Citrus Australia calls for tighter controls after canker scare

Top Stories
Citrus Australia calls for tighter controls after canker scare

The discovery of citrus canker in a Thai-origin shipment of kaffir lime leaves in Melbourne has alarmed Australia's industry, with a grower organization calling for tighter border controls.

Citrus Australia chair Tania Chapman told the Australian Broadcasting Corporation (ABC) the industry could not afford a case of the disease in producing areas, having been through a citrus canker outbreak in 2004 that cost growers more than AUD$100 million (US$102 million).

"Obviously the citrus industry having gone through a canker incident once already is absolutely horrified at the thought of having to do that again," she said.

"Whilst we’re of the belief these lime leaves will be staying in the metropolitan region, which is a good thing, it’s not good enough that’s actually able to get into our country in the first place.

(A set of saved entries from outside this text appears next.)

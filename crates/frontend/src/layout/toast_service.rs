//! Transient notifications.
//!
//! Every form reports its outcome here; toasts disappear on their own after
//! `TOAST_DISMISS_MS` or when clicked.

use contracts::shared::settings::TOAST_DISMISS_MS;
use gloo_timers::future::TimeoutFuture;
use leptos::prelude::*;
use leptos::task::spawn_local;
use uuid::Uuid;

#[derive(Debug, Clone, Copy, PartialEq, Eq)]
pub enum ToastKind {
    Success,
    Error,
    Warning,
    Info,
}

impl ToastKind {
    fn class(&self) -> &'static str {
        match self {
            ToastKind::Success => "toast toast--success",
            ToastKind::Error => "toast toast--error",
            ToastKind::Warning => "toast toast--warning",
            ToastKind::Info => "toast toast--info",
        }
    }
}

#[derive(Debug, Clone, PartialEq, Eq)]
pub struct Toast {
    pub id: String,
    pub kind: ToastKind,
    pub message: String,
}

#[derive(Clone, Copy)]
pub struct ToastService {
    toasts: RwSignal<Vec<Toast>>,
}

impl ToastService {
    pub fn new() -> Self {
        Self {
            toasts: RwSignal::new(Vec::new()),
        }
    }

    pub fn push(&self, kind: ToastKind, message: impl Into<String>) {
        let toast = Toast {
            id: Uuid::new_v4().to_string(),
            kind,
            message: message.into(),
        };
        let id = toast.id.clone();
        self.toasts.update(|list| list.push(toast));

        let this = *self;
        spawn_local(async move {
            TimeoutFuture::new(TOAST_DISMISS_MS).await;
            this.dismiss(&id);
        });
    }

    pub fn success(&self, message: impl Into<String>) {
        self.push(ToastKind::Success, message);
    }

    pub fn error(&self, message: impl Into<String>) {
        self.push(ToastKind::Error, message);
    }

    pub fn warning(&self, message: impl Into<String>) {
        self.push(ToastKind::Warning, message);
    }

    pub fn info(&self, message: impl Into<String>) {
        self.push(ToastKind::Info, message);
    }

    pub fn dismiss(&self, id: &str) {
        self.toasts.update(|list| list.retain(|t| t.id != id));
    }
}

impl Default for ToastService {
    fn default() -> Self {
        Self::new()
    }
}

pub fn use_toast() -> ToastService {
    use_context::<ToastService>().expect("ToastService not provided in context")
}

#[component]
pub fn ToastHost() -> impl IntoView {
    let service = use_toast();

    view! {
        <div class="toast-host">
            <For
                each=move || service.toasts.get()
                key=|toast| toast.id.clone()
                children=move |toast: Toast| {
                    let id = toast.id.clone();
                    view! {
                        <div class=toast.kind.class() on:click=move |_| service.dismiss(&id)>
                            {toast.message}
                        </div>
                    }
                }
            />
        </div>
    }
}
use super::endpoints::api;
use super::error::ApiError;
use super::manager::{with_auth, NetworkManager};
use contracts::shared::envelope::extract_media_url;
use gloo_net::http::Request;
use serde_json::Value;
use wasm_bindgen::JsValue;
use web_sys::{File, FormData};

fn js_err(e: JsValue) -> ApiError {
    ApiError::Transport(format!("{:?}", e))
}

/// Upload an image as multipart form data and return its media URL
pub async fn upload_image(file: &File) -> Result<String, ApiError> {
    let form = FormData::new().map_err(js_err)?;
    form.append_with_blob("media_key", file).map_err(js_err)?;
    form.append_with_str("media_type", "IMAGE").map_err(js_err)?;
    form.append_with_str("content_type", &file.type_())
        .map_err(js_err)?;

    let url = NetworkManager::new(api::MEDIA_UPLOAD).url(None);
    log::debug!("upload {} ({} bytes)", file.name(), file.size());

    let response = with_auth(Request::post(&url)).body(form)?.send().await?;
    let status = response.status();
    let body = response.json::<Value>().await.ok();
    if !response.ok() {
        return Err(ApiError::from_response(status, body.as_ref()));
    }
    body.as_ref()
        .and_then(extract_media_url)
        .ok_or_else(|| ApiError::Decode("media_url missing".to_string()))
}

"The threat is that if canker does make its way to the orchard that the orchardist has no control over it, because once it is in one tree to actually eradicate it all of the trees in that region have to be removed - that's how quickly it can destroy our industry."

Department of Agriculture border compliance division head Tim Chapman, told the broadcaster it would not be fair to say the leaves "slipped through the cracks".

"If you think that 2.5 million containers come into the country every year, the system relies to a large extent on the importer honestly declaring what they’re bringing into the country - there are penalties if they give false declarations," he said.

"This is stuff that wasn’t declared, and it’s absolutely impossible for us to search every single container. I think the other point too is these are leaves which were frozen and they’re coming in to go into cooking.

"They're quite different to seeds or other propagatable material, which was the cause of citrus canker in Emerald several years ago; someone actually brought in live plant cuttings with the intention of growing them.

Chapman said it was very unlikely the leaves were going to make contact with growing citrus leaves, but it was still very important to minimize the likelihood of people bringing products into Australia illegally.